Copies of documents filed by Theralink with the SEC, including the joint proxy statement/prospectus (when available), will be available
free of charge from Theralink’s website at www.theralink.com under the “Investor Relations” tab.
Participants
in the Solicitation
The
Company, Theralink and their respective directors and executive officers may be deemed to be participants in the solicitation of proxies
from the Company’s stockholders in connection with the proposed transaction. Information about the Company’s directors and
executive officers is set forth in the Company’s Annual Report on Form 10-K for the year ended December 31, 2022 which was filed
with the SEC on March 31, 2023, as amended, its definitive proxy statement for the 2023 annual meeting of stockholders filed with the
SEC on May 11, 2023 and the joint proxy statement/prospectus (when available). Information about Theralink’s directors and executive
officers is set forth in Theralink’s Annual Report on Form 10-K for the year ended September 30, 2022 which was filed with the
SEC on December 29, 2022, and the joint proxy statement/prospectus (when available).
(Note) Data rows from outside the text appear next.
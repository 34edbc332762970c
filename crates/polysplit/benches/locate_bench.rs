//! Criterion benchmarks for point location and tallies.
//! Focus: faces in {1, 16, 256} against 1000 uniformly drawn points.

use criterion::{criterion_group, criterion_main, BenchmarkId, Criterion};
use nalgebra::Vector2;
use polysplit::api::{
    draw_convex_ring, tally, Dcel, FaceId, GeomCfg, Point2, RingCfg, RingReplay,
};
use rand::{rngs::StdRng, Rng, SeedableRng};

fn subdivided(faces: usize, seed: u64) -> Dcel {
    let ring = draw_convex_ring(RingCfg::default(), RingReplay { seed, index: 0 });
    let mut d = Dcel::from_polygon(&ring).unwrap();
    let mut i = 0;
    while d.num_faces() < faces {
        let face = FaceId(i % d.num_faces());
        let cycle: Vec<_> = d.face_cycle(face).collect();
        let a = d.half_edge(cycle[0]).edge;
        let b = d.half_edge(cycle[cycle.len() / 2]).edge;
        d.split(a, b).unwrap();
        i += 1;
    }
    d
}

fn random_points(n: usize, seed: u64) -> Vec<(Point2, i64)> {
    let mut rng = StdRng::seed_from_u64(seed);
    (0..n)
        .map(|_| {
            let p = Vector2::new(rng.gen_range(-1.2..1.2), rng.gen_range(-1.2..1.2));
            (p, rng.gen_range(1..1000))
        })
        .collect()
}

fn bench_locate(c: &mut Criterion) {
    let mut group = c.benchmark_group("locate");
    let points = random_points(1000, 7);
    let cfg = GeomCfg::default();
    for &faces in &[1usize, 16, 256] {
        let d = subdivided(faces, 11);
        group.bench_with_input(BenchmarkId::new("find_face", faces), &d, |b, d| {
            b.iter(|| points.iter().filter_map(|(p, _)| d.find_face(*p, &cfg)).count())
        });
        group.bench_with_input(BenchmarkId::new("tally", faces), &d, |b, d| {
            b.iter(|| tally(d, &points).total())
        });
    }
    group.finish();
}

criterion_group!(benches, bench_locate);
criterion_main!(benches);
Other information regarding the interests of such
individuals, as well as information regarding other persons who may be deemed participants in the proposed transaction, will be set forth
in the Registration Statement, the joint proxy statement/prospectus and other relevant materials to be filed with the SEC when they become
available. The Company’s and Theralink’s stockholders, potential investors and other readers should read the joint proxy
statement/prospectus carefully when it becomes available before making any voting or investment decisions.